Your goal: Report, as a number alone, how many lines below contain the string "secret".

# # #

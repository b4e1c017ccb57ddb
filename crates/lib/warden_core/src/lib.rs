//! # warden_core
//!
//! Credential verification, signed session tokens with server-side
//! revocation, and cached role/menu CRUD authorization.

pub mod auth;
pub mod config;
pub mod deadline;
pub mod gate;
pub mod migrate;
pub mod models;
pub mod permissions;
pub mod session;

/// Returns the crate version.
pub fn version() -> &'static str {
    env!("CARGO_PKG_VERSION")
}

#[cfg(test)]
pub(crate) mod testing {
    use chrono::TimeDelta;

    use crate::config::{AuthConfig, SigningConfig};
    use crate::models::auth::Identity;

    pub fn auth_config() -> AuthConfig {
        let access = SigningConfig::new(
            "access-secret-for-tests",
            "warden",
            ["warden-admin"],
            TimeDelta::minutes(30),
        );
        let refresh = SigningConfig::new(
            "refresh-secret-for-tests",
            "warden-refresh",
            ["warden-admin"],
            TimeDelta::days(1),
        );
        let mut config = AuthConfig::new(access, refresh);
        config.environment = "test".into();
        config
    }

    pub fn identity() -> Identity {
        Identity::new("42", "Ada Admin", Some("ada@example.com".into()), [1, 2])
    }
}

# # #

Problem solution: 2